### TASK DETAILS
What is the number of lines below that include "derive"? Give that number alone.

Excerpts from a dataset
//! Nursy CLI - a command line client for the Nursy session layer.
//!
//! Issues demo session tokens, inspects the stored session, and sends
//! session-aware requests to the Nursy API through the request gateway.

use std::io::{self, Write};

use anyhow::{Context, Result};
use clap::{Parser, Subcommand};
use serde_json::Value;
use tokio::sync::broadcast::Receiver;
use tracing::{debug, info};
use tracing_appender::non_blocking::WorkerGuard;
use tracing_subscriber::{fmt, prelude::*, EnvFilter};

use nursy_core::api::{ApiResponse, Method, RequestOptions, SessionEvent};
use nursy_core::auth::SessionState;
use nursy_core::{ApiClient, Config, NewClaims};

#[derive(Debug, Parser)]
#[command(name = "nursy", version, about = "Nursy session client")]
struct Cli {
    /// API base URL (overrides the config file)
    #[arg(long, global = true, env = "NURSY_API_BASE_URL")]
    api_base_url: Option<String>,

    #[command(subcommand)]
    command: Command,
}

#[derive(Debug, Subcommand)]
enum Command {
    /// Issue a new session token and store it
    Login {
        #[arg(long)]
        sub: String,
        #[arg(long)]
        name: Option<String>,
        #[arg(long)]
        email: Option<String>,
        #[arg(long)]
        role: Option<String>,
    },
    /// Remove the stored session token
    Logout,
    /// Show the stored session
    Status,
    /// Decode a token and print its claims
    Decode { token: String },
    /// Send a GET request
    Get { endpoint: String },
    /// Send a DELETE request
    Delete { endpoint: String },
    /// Send a POST request with an optional JSON body
    Post {
        endpoint: String,
        #[arg(long)]
        data: Option<String>,
    },
    /// Send a PUT request with an optional JSON body
    Put {
        endpoint: String,
        #[arg(long)]
        data: Option<String>,
    },
}

/// Initialize the tracing subscriber for logging
fn init_tracing() -> WorkerGuard {
    // Use RUST_LOG env var to control log level (e.g., RUST_LOG=debug)
    let filter = EnvFilter::try_from_default_env().unwrap_or_else(|_| EnvFilter::new("warn"));
    let (writer, guard) = tracing_appender::non_blocking(io::stderr());

    tracing_subscriber::registry()
        .with(fmt::layer().with_writer(writer))
        .with(filter)
        .init();

    guard
}

#[tokio::main]
async fn main() -> Result<()> {
    // Load .env file if present (silently ignore if not found)
    let _ = dotenvy::dotenv();

    let _guard = init_tracing();
    let cli = Cli::parse();

    let mut config = Config::load().context("Failed to load configuration")?;
    if let Some(url) = cli.api_base_url {
        config.api_base_url = Some(url);
    }
    debug!(api_base_url = config.api_base_url(), storage = %config.storage, "Configuration loaded");

    match cli.command {
        Command::Login {
            sub,
            name,
            email,
            role,
        } => {
            let claims = NewClaims {
                sub: Some(sub),
                name,
                email,
                role,
            };
            login(&config, claims)
        }
        Command::Logout => {
            config.session()?.logout();
            eprintln!("Logged out.");
            Ok(())
        }
        Command::Status => status(&config),
        Command::Decode { token } => {
            let claims = config
                .codec()
                .decode(Some(token.as_str()))
                .context("Token could not be decoded")?;
            println!("{}", serde_json::to_string_pretty(&claims)?);
            Ok(())
        }
        Command::Get { endpoint } => request(&config, Method::GET, &endpoint, None).await,
        Command::Delete { endpoint } => request(&config, Method::DELETE, &endpoint, None).await,
        Command::Post { endpoint, data } => {
            request(&config, Method::POST, &endpoint, data.as_deref()).await
        }
        Command::Put { endpoint, data } => {
            request(&config, Method::PUT, &endpoint, data.as_deref()).await
        }
    }
}

async fn request(
    config: &Config,
    method: Method,
    endpoint: &str,
    data: Option<&str>,
) -> Result<()> {
    let client = config.api_client()?;
    call(
        &client,
        method,
        endpoint,
        data,
        &mut io::stdout(),
        &mut io::stderr(),
    )
    .await
}

fn login(config: &Config, claims: NewClaims) -> Result<()> {
    let session = config.session()?;
    let token = session.login(&claims).context("Failed to start session")?;
    info!(storage = %config.storage, "Stored session token");
    println!("{}", token);
    Ok(())
}

fn status(config: &Config) -> Result<()> {
    let session = config.session()?;
    let now = session.codec().now();

    match session.state().context("Failed to read session")? {
        SessionState::Absent => println!("No session. Run `nursy login` to start one."),
        SessionState::Corrupted => {
            println!("Stored session is corrupted. Run `nursy logout` and log in again.")
        }
        SessionState::Expired(claims) => {
            println!("Session for {} has expired.", claims.display_name());
        }
        SessionState::Active(claims) => {
            println!(
                "Logged in as {} ({}), expires in {} min",
                claims.display_name(),
                claims.role.as_deref().unwrap_or("no role"),
                claims.minutes_until_expiry(now)
            );
            println!("{}", serde_json::to_string_pretty(&claims)?);
        }
    }
    Ok(())
}

/// Send one request, writing the body to `out` and status plus session
/// notices to `notices`.
async fn call<O: Write, N: Write>(
    client: &ApiClient,
    method: Method,
    endpoint: &str,
    data: Option<&str>,
    out: &mut O,
    notices: &mut N,
) -> Result<()> {
    let mut events = client.subscribe();

    let mut options = RequestOptions::new(method);
    if let Some(data) = data {
        let body: Value = serde_json::from_str(data).context("--data must be valid JSON")?;
        options = options.json(&body)?;
    }

    let response: ApiResponse<Value> = client
        .send(endpoint, options)
        .await
        .with_context(|| format!("Request to {} failed", endpoint))?;

    writeln!(notices, "HTTP {}", response.status)?;
    writeln!(out, "{}", serde_json::to_string_pretty(&response.body)?)?;

    report_session_events(&mut events, notices)?;
    Ok(())
}

fn report_session_events<W: Write>(
    events: &mut Receiver<SessionEvent>,
    notices: &mut W,
) -> io::Result<()> {
    while let Ok(event) = events.try_recv() {
        match event {
            SessionEvent::Invalidated {
                endpoint,
                redirect_to,
            } => writeln!(
                notices,
                "Session rejected by {}; token cleared. Log in again ({}).",
                endpoint, redirect_to
            )?,
        }
    }
    Ok(())
}

#[cfg(test)]
mod tests {
    use super::*;
    use clap::CommandFactory;
    use httpmock::Method::{GET, POST};
    use httpmock::MockServer;
    use nursy_core::config::StorageBackend;
    use serde_json::json;

    #[test]
    fn test_cli_definition() {
        Cli::command().debug_assert();
    }

    #[test]
    fn test_parse_login() {
        let cli = Cli::try_parse_from([
            "nursy", "login", "--sub", "42", "--name", "Ali", "--role", "student",
        ])
        .unwrap();
        match cli.command {
            Command::Login { sub, name, email, role } => {
                assert_eq!(sub, "42");
                assert_eq!(name.as_deref(), Some("Ali"));
                assert_eq!(email, None);
                assert_eq!(role.as_deref(), Some("student"));
            }
            other => panic!("unexpected command {:?}", other),
        }
    }

    #[test]
    fn test_parse_post_with_global_base_url() {
        let cli = Cli::try_parse_from([
            "nursy",
            "post",
            "/notes",
            "--data",
            r#"{"text":"hi"}"#,
            "--api-base-url",
            "http://127.0.0.1:9000",
        ])
        .unwrap();
        assert_eq!(cli.api_base_url.as_deref(), Some("http://127.0.0.1:9000"));
        assert!(matches!(cli.command, Command::Post { ref endpoint, .. } if endpoint == "/notes"));
    }

    #[test]
    fn test_login_requires_sub() {
        assert!(Cli::try_parse_from(["nursy", "login", "--name", "Ali"]).is_err());
    }

    fn memory_client(base_url: String) -> ApiClient {
        let config = Config {
            api_base_url: Some(base_url),
            storage: StorageBackend::Memory,
            ..Config::default()
        };
        config.api_client().unwrap()
    }

    #[tokio::test]
    async fn test_unauthorized_call_prints_login_notice() {
        let server = MockServer::start_async().await;
        let mock = server
            .mock_async(|when, then| {
                when.method(GET).path("/wallet");
                then.status(401).json_body(json!({"error": "unauthorized"}));
            })
            .await;

        let client = memory_client(server.base_url());
        client.session().login(&NewClaims::new("42")).unwrap();

        let mut out = Vec::new();
        let mut notices = Vec::new();
        call(&client, Method::GET, "/wallet", None, &mut out, &mut notices)
            .await
            .unwrap();
        mock.assert_async().await;

        let notices = String::from_utf8(notices).unwrap();
        assert!(notices.contains("HTTP 401"));
        assert!(notices.contains("/wallet"));
        assert!(notices.contains("Log in again (/login)"));

        let body: Value = serde_json::from_slice(&out).unwrap();
        assert_eq!(body["error"], "unauthorized");
        assert_eq!(client.session().current().unwrap(), None);
    }

    #[tokio::test]
    async fn test_successful_call_prints_no_notice() {
        let server = MockServer::start_async().await;
        server
            .mock_async(|when, then| {
                when.method(POST).path("/notes").json_body(json!({"text": "hi"}));
                then.status(201).json_body(json!({"id": 7}));
            })
            .await;

        let client = memory_client(server.base_url());
        let mut out = Vec::new();
        let mut notices = Vec::new();
        call(
            &client,
            Method::POST,
            "/notes",
            Some(r#"{"text": "hi"}"#),
            &mut out,
            &mut notices,
        )
        .await
        .unwrap();

        let notices = String::from_utf8(notices).unwrap();
        assert_eq!(notices.trim(), "HTTP 201 Created");
        let body: Value = serde_json::from_slice(&out).unwrap();
        assert_eq!(body["id"], 7);
    }

    #[tokio::test]
    async fn test_invalid_data_is_rejected_before_sending() {
        let client = memory_client("http://127.0.0.1:1".to_string());
        let mut out = Vec::new();
        let mut notices = Vec::new();
        let result = call(
            &client,
            Method::PUT,
            "/notes/7",
            Some("{not json"),
            &mut out,
            &mut notices,
        )
        .await;
        assert!(result.is_err());
        assert!(out.is_empty());
    }
}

### WRITTEN RESPONSE
2